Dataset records
##########

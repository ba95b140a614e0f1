mod cli;
mod error_fmt;
mod run;

use std::path::Path;
use std::sync::Arc;
use std::sync::atomic::{AtomicBool, Ordering};

use clap::Parser;
use eyre::WrapErr;
use serde_json::json;
use tracing_subscriber::{EnvFilter, fmt, prelude::*};

use crate::cli::{Cli, Commands, DEFAULT_CONFIG, FILE_GUARD, JSON_MODE};
use crate::error_fmt::{exit_code_for_error, format_error_json, humanize};
use crate::run::{RunParams, calibrate, run_scale, self_check};

fn main() {
    let _ = color_eyre::install();
    let cli = Cli::parse();
    let _ = JSON_MODE.set(cli.json);

    if let Err(e) = real_main(cli) {
        if JSON_MODE.get().copied().unwrap_or(false) {
            eprintln!("{}", format_error_json(&e));
        } else {
            eprintln!("{}", humanize(&e));
        }
        std::process::exit(exit_code_for_error(&e));
    }
}

fn load_config(path: Option<&Path>) -> eyre::Result<scale_config::Config> {
    match path {
        Some(p) => scale_config::load_file(p),
        None if Path::new(DEFAULT_CONFIG).exists() => {
            scale_config::load_file(Path::new(DEFAULT_CONFIG))
        }
        None => Ok(scale_config::Config::default()),
    }
}

fn init_tracing(json: bool, cli_level: Option<&str>, logging: &scale_config::Logging) {
    let level = cli_level
        .or(logging.level.as_deref())
        .unwrap_or("info");
    let filter = EnvFilter::try_from_default_env()
        .or_else(|_| EnvFilter::try_new(level))
        .unwrap_or_else(|_| EnvFilter::new("info"));

    let (pretty, json_layer) = if json {
        (None, Some(fmt::layer().json().with_writer(std::io::stderr)))
    } else {
        (
            Some(fmt::layer().with_target(false).with_writer(std::io::stderr)),
            None,
        )
    };

    let file_layer = logging.file.as_deref().and_then(|file| {
        use tracing_appender::rolling::{RollingFileAppender, Rotation};
        let path = Path::new(file);
        let dir = path
            .parent()
            .filter(|p| !p.as_os_str().is_empty())
            .unwrap_or(Path::new("."));
        let prefix = path
            .file_name()
            .map(|n| n.to_string_lossy().into_owned())
            .unwrap_or_else(|| "scale.log".to_string());
        let rotation = match logging.rotation.as_deref() {
            Some("daily") => Rotation::DAILY,
            Some("hourly") => Rotation::HOURLY,
            _ => Rotation::NEVER,
        };
        match RollingFileAppender::builder()
            .rotation(rotation)
            .filename_prefix(prefix)
            .build(dir)
        {
            Ok(appender) => {
                let (writer, guard) = tracing_appender::non_blocking(appender);
                let _ = FILE_GUARD.set(guard);
                Some(fmt::layer().json().with_ansi(false).with_writer(writer))
            }
            Err(e) => {
                eprintln!("warning: file logging disabled: {e}");
                None
            }
        }
    });

    let _ = tracing_subscriber::registry()
        .with(filter)
        .with(pretty)
        .with(json_layer)
        .with(file_layer)
        .try_init();
}

fn real_main(cli: Cli) -> eyre::Result<()> {
    let cfg = load_config(cli.config.as_deref())?;
    init_tracing(cli.json, cli.log_level.as_deref(), &cfg.logging);

    let shutdown = Arc::new(AtomicBool::new(false));
    {
        let flag = shutdown.clone();
        if let Err(e) = ctrlc::set_handler(move || flag.store(true, Ordering::Relaxed)) {
            tracing::warn!(error = %e, "failed to install Ctrl-C handler");
        }
    }

    match cli.cmd {
        Commands::Run {
            load_grams,
            duration_ms,
            mode,
            snapshot_ms,
        } => {
            if !load_grams.is_finite() || load_grams < 0.0 {
                eyre::bail!("--load-grams must be a finite value >= 0");
            }
            run_scale(
                &cfg,
                RunParams {
                    load_grams,
                    duration_ms,
                    mode: mode.map(Into::into),
                    snapshot_ms,
                    json: cli.json,
                },
                shutdown,
            )
            .wrap_err("scale run failed")?;
        }
        Commands::Calibrate { known_grams } => {
            let report = calibrate(&cfg, known_grams)?;
            if cli.json {
                println!(
                    "{}",
                    json!({
                        "known_grams": known_grams,
                        "zero_point": report.zero_point,
                        "full_scale_count": report.full_scale_count,
                        "scale_factor": report.scale_factor,
                    })
                );
            } else {
                println!(
                    "Calibration complete: zero_point={} full_scale_count={} scale_factor={:.6} g/count",
                    report.zero_point, report.full_scale_count, report.scale_factor
                );
            }
        }
        Commands::SelfCheck => {
            let grams = self_check(&cfg)?;
            tracing::info!(grams, "self-check passed");
            println!("OK");
        }
        Commands::Health => {
            if cli.json {
                println!(
                    "{}",
                    json!({
                        "status": "ok",
                        "version": env!("CARGO_PKG_VERSION"),
                        "overweight_mode": format!("{:?}", cfg.scale.overweight_mode).to_ascii_lowercase(),
                        "overweight_limit_g": cfg.scale.overweight_limit_g,
                        "timer_period_us": cfg.timer.period_us,
                    })
                );
            } else {
                println!("healthy");
            }
        }
    }
    Ok(())
}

##########

## WHAT TO WORK ON
All entries above need to be copied verbatim.

## RESULT BELOW
repository ba95b140a614e0f1
mod cli;
mod error_fmt;
mod run;

use std::path::Path;
use std::sync::Arc;
use std::sync::atomic::{AtomicBool, Ordering};

use clap::Parser;
use eyre::WrapErr;
use serde_json::json;
use tracing_subscriber::{EnvFilter, fmt, prelude::*};

use crate::cli::{Cli, Commands, DEFAULT_CONFIG, FILE_GUARD, JSON_MODE};
use crate::error_fmt::{exit_code_for_error, format_error_json, humanize};
use crate::run::{RunParams, calibrate, run_scale, self_check};

fn main() {
    let _ = color_eyre::install();
    let cli = Cli::parse();
    let _ = JSON_MODE.set(cli.json);

    if let Err(e) = real_main(cli) {
        if JSON_MODE.get().copied().unwrap_or(false) {
            eprintln!("{}", format_error_json(&e));
        } else {
            eprintln!("{}", humanize(&e));
        }
        std::process::exit(exit_code_for_error(&e));
    }
}

fn load_config(path: Option<&Path>) -> eyre::Result<scale_config::Config> {
    match path {
        Some(p) => scale_config::load_file(p),
        None if Path::new(DEFAULT_CONFIG).exists() => {
            scale_config::load_file(Path::new(DEFAULT_CONFIG))
        }
        None => Ok(scale_config::Config::default()),
    }
}

fn init_tracing(json: bool, cli_level: Option<&str>, logging: &scale_config::Logging) {
    let level = cli_level
        .or(logging.level.as_deref())
        .unwrap_or("info");
    let filter = EnvFilter::try_from_default_env()
        .or_else(|_| EnvFilter::try_new(level))
        .unwrap_or_else(|_| EnvFilter::new("info"));

    let (pretty, json_layer) = if json {
        (None, Some(fmt::layer().json().with_writer(std::io::stderr)))
    } else {
        (
            Some(fmt::layer().with_target(false).with_writer(std::io::stderr)),
            None,
        )
    };

    let file_layer = logging.file.as_deref().and_then(|file| {
        use tracing_appender::rolling::{RollingFileAppender, Rotation};
        let path = Path::new(file);
        let dir = path
            .parent()
            .filter(|p| !p.as_os_str().is_empty())
            .unwrap_or(Path::new("."));
        let prefix = path
            .file_name()
            .map(|n| n.to_string_lossy().into_owned())
            .unwrap_or_else(|| "scale.log".to_string());
        let rotation = match logging.rotation.as_deref() {
            Some("daily") => Rotation::DAILY,
            Some("hourly") => Rotation::HOURLY,
            _ => Rotation::NEVER,
        };
        match RollingFileAppender::builder()
            .rotation(rotation)
            .filename_prefix(prefix)
            .build(dir)
        {
            Ok(appender) => {
                let (writer, guard) = tracing_appender::non_blocking(appender);
                let _ = FILE_GUARD.set(guard);
                Some(fmt::layer().json().with_ansi(false).with_writer(writer))
            }
            Err(e) => {
                eprintln!("warning: file logging disabled: {e}");
                None
            }
        }
    });

    let _ = tracing_subscriber::registry()
        .with(filter)
        .with(pretty)
        .with(json_layer)
        .with(file_layer)
        .try_init();
}

fn real_main(cli: Cli) -> eyre::Result<()> {
    let cfg = load_config(cli.config.as_deref())?;
    init_tracing(cli.json, cli.log_level.as_deref(), &cfg.logging);

    let shutdown = Arc::new(AtomicBool::new(false));
    {
        let flag = shutdown.clone();
        if let Err(e) = ctrlc::set_handler(move || flag.store(true, Ordering::Relaxed)) {
            tracing::warn!(error = %e, "failed to install Ctrl-C handler");
        }
    }

    match cli.cmd {
        Commands::Run {
            load_grams,
            duration_ms,
            mode,
            snapshot_ms,
        } => {
            if !load_grams.is_finite() || load_grams < 0.0 {
                eyre::bail!("--load-grams must be a finite value >= 0");
            }
            run_scale(
                &cfg,
                RunParams {
                    load_grams,
                    duration_ms,
                    mode: mode.map(Into::into),
                    snapshot_ms,
                    json: cli.json,
                },
                shutdown,
            )
            .wrap_err("scale run failed")?;
        }
        Commands::Calibrate { known_grams } => {
            let report = calibrate(&cfg, known_grams)?;
            if cli.json {
                println!(
                    "{}",
                    json!({
                        "known_grams": known_grams,
                        "zero_point": report.zero_point,
                        "full_scale_count": report.full_scale_count,
                        "scale_factor": report.scale_factor,
                    })
                );
            } else {
                println!(
                    "Calibration complete: zero_point={} full_scale_count={} scale_factor={:.6} g/count",
                    report.zero_point, report.full_scale_count, report.scale_factor
                );
            }
        }
        Commands::SelfCheck => {
            let grams = self_check(&cfg)?;
            tracing::info!(grams, "self-check passed");
            println!("OK");
        }
        Commands::Health => {
            if cli.json {
                println!(
                    "{}",
                    json!({
                        "status": "ok",
                        "version": env!("CARGO_PKG_VERSION"),
                        "overweight_mode": format!("{:?}", cfg.scale.overweight_mode).to_ascii_lowercase(),
                        "overweight_limit_g": cfg.scale.overweight_limit_g,
                        "timer_period_us": cfg.timer.period_us,
                    })
                );
            } else {
                println!("healthy");
            }
        }
    }
    Ok(())
}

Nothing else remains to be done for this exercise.